Martedì 21 luglio, ultima serata di InChiostro Vivo 2020, ha regalato ad A.LI.VE. e al pubblico un’eredità speciale, nel ricordo di Francesca Butturini. Terminato lo spettacolo Macerie. Variazioni sul mito, da Troiane e Ecuba di Euripide, è stato consegnato ai ragazzi dei gruppi di teatro il premio in suo onore, giunto alla quarta edizione e assegnato ogni anno agli allievi che si sono distinti maggiormente per qualità tecniche e umane. I premiati quest’anno sono Jan Manfro, del gruppo dei più giovani, Surur Eloisa Khachab, Luana Montoli ed infine una menzione speciale per Cecilia Sartori. 

Incontriamo Surur Eloisa Khachab, vincitrice del premio per la sua interpretazione di Ecuba in Macerie. Variazioni sul mito, da Troiane e Ecuba di Euripide. Le motivazioni che hanno portato il riconoscimento da parte delle docenti Silvia Masotti e Camilla Zorzi: «In tutti questi anni hai fatto la fatica più bella che si possa fare: la fatica di crescere tenendo insieme le molte parti di te, facendoti domande e cercando risposte, non arretrando di fronte alle difficoltà. Hai avuto bisogno di allontanarti dal teatro e poi il coraggio di  tornare, con una passione rinnovata, più adulta. Non ti sei mai sottratta alle proposte che ti abbiamo fatto, anzi, di anno in anno le hai rilanciate, regalando ai tuoi personaggi qualcosa della tua personalissima forza, un’intensità piena di sfumature. Questo premio è per tutte queste tue sfumature, che ti rendano fiera della giovane donna che sei, che ti permettano di crescere ancora, di non smettere mai di cercare in profondità e di amare le cose che fai».
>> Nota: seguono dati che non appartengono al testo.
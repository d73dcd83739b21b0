//! Channel funding collaborator seam.
//!
//! On-chain funding transaction construction and broadcast is outside this
//! node; the trait below is the contract the node consumes. `fund` returns
//! only once the funding output is confirmed.

use anyhow::Result;
use async_trait::async_trait;
use opcn_core::{FundingOutpoint, NodeId};
use rand::RngCore;

/// Provides confirmed funding outputs for new channels.
#[async_trait]
pub trait ChannelFunder: Send + Sync {
    /// Fund a channel between `local` and `remote` with `capacity` units,
    /// returning the confirmed funding outpoint.
    async fn fund(&self, local: &NodeId, remote: &NodeId, capacity: u64)
        -> Result<FundingOutpoint>;
}

/// In-process funder producing synthetic confirmed outpoints immediately.
/// Used by tests and single-process deployments.
pub struct InstantFunder;

#[async_trait]
impl ChannelFunder for InstantFunder {
    async fn fund(
        &self,
        local: &NodeId,
        remote: &NodeId,
        capacity: u64,
    ) -> Result<FundingOutpoint> {
        let mut txid = [0u8; 32];
        rand::thread_rng().fill_bytes(&mut txid);
        let outpoint = FundingOutpoint { txid, index: 0 };
        tracing::info!(
            %local,
            %remote,
            capacity,
            outpoint = %outpoint,
            "synthetic funding confirmed"
        );
        Ok(outpoint)
    }
}
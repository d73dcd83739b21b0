use opcn_core::{ChannelId, NodeId};

/// Routing errors.
#[derive(Debug, thiserror::Error)]
pub enum RoutingError {
    #[error("no route from {from} to {to}")]
    NoRoute { from: NodeId, to: NodeId },

    #[error("channel not announced: {0}")]
    UnknownChannel(ChannelId),

    #[error("invalid announcement: {reason}")]
    InvalidAnnouncement { reason: String },
}
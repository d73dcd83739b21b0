use opcn_core::{ChannelId, FundingOutpoint, HtlcId, NodeId, PaymentHash, Preimage};
use opcn_routing::{ChannelAnnouncement, RouteHop};

/// Messages exchanged between in-process peers.
///
/// This is the interface to the out-of-scope wire transport: add, settle,
/// and fail mirror the channel-update messages a real peer link would
/// carry; open and announce mirror funding notification and gossip.
#[derive(Debug, Clone)]
pub enum PeerMessage {
    /// The sender funded a channel with us; create our view of it.
    OpenChannel {
        from: NodeId,
        funding: FundingOutpoint,
        capacity: u64,
    },

    /// Gossip: a channel exists. Re-flooded until every node has seen it.
    AnnounceChannel { announcement: ChannelAnnouncement },

    /// The sender added an HTLC offered to us on `channel`.
    /// `remaining_hops` is the rest of the route past us (source routing;
    /// onion privacy is not modeled here).
    AddHtlc {
        from: NodeId,
        channel: ChannelId,
        htlc_id: HtlcId,
        amount: u64,
        payment_hash: PaymentHash,
        expiry_height: u64,
        remaining_hops: Vec<RouteHop>,
    },

    /// Downstream settled our outgoing HTLC by revealing the preimage.
    SettleHtlc {
        from: NodeId,
        channel: ChannelId,
        htlc_id: HtlcId,
        preimage: Preimage,
    },

    /// Downstream failed our outgoing HTLC. `origin` is the hop where the
    /// failure originated; it is preserved while propagating backward.
    FailHtlc {
        from: NodeId,
        channel: ChannelId,
        htlc_id: HtlcId,
        origin: NodeId,
        reason: String,
    },

    /// Stop the node's message loop.
    Shutdown,
}
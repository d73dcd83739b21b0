//! OPCN node — entry point.
//!
//! Starts an OPCN node with configuration from a TOML file or defaults.

use clap::Parser;
use std::path::PathBuf;
use tracing_subscriber::EnvFilter;

use opcn_node::{Node, NodeConfig};

/// OPCN Node
#[derive(Parser, Debug)]
#[command(name = "opcn-node", version, about = "OPCN payment channel network node")]
struct Args {
    /// Path to the configuration file (TOML).
    #[arg(short, long, default_value = "opcn.toml")]
    config: PathBuf,

    /// Override the node identifier.
    #[arg(long)]
    id: Option<String>,

    /// Override the data directory.
    #[arg(long)]
    data_dir: Option<PathBuf>,

    /// Override the log level (trace, debug, info, warn, error).
    #[arg(long, default_value = "info")]
    log_level: String,

    /// Generate a default config file and exit.
    #[arg(long)]
    init: bool,
}

#[tokio::main]
async fn main() -> anyhow::Result<()> {
    let args = Args::parse();

    let filter =
        EnvFilter::try_from_default_env().unwrap_or_else(|_| EnvFilter::new(&args.log_level));
    tracing_subscriber::fmt()
        .with_env_filter(filter)
        .with_target(true)
        .init();

    if args.init {
        let config = NodeConfig::default();
        config.save(&args.config)?;
        tracing::info!(path = %args.config.display(), "wrote default config");
        return Ok(());
    }

    let mut config = NodeConfig::load(&args.config)?;
    if let Some(id) = args.id {
        config.node.id = id;
    }
    if let Some(data_dir) = args.data_dir {
        config.storage.data_dir = Some(data_dir);
    }
    config.logging.level = args.log_level;

    tracing::info!("OPCN node v{}", env!("CARGO_PKG_VERSION"));

    let node = Node::new(config)?;
    node.start();
    tracing::info!(node = %node.id(), "node running; press ctrl-c to stop");

    tokio::signal::ctrl_c().await?;
    tracing::info!("received shutdown signal");
    node.shutdown().await;
    tracing::info!("OPCN node exited cleanly");
    Ok(())
}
Cosa hai provato nel ricevere questo premio?

«Ho provato innanzitutto grande sorpresa, non mi aspettavo di vincerlo. Poi gratitudine perché la mia passione e il mio impegno sono stati riconosciuti. E infine moltissima gioia per le parole che Silvia e Camilla mi hanno dedicato. È un momento che porterò sempre nel cuore».

Cosa ti ha insegnato di più la tua esperienza alla scuola di teatro di A.LI.VE.?

«Mi ha insegnato ad amare il teatro più di ogni altra cosa. Ho passato nove anni con Silvia e Camilla, da quando ero in prima media e questa è stata per me anche una scuola di vita. Ho imparato a guardare più a fondo dentro me stessa, ad avere uno sguardo più critico e più ampio. È un’esperienza che mi ha nutrito l’animo».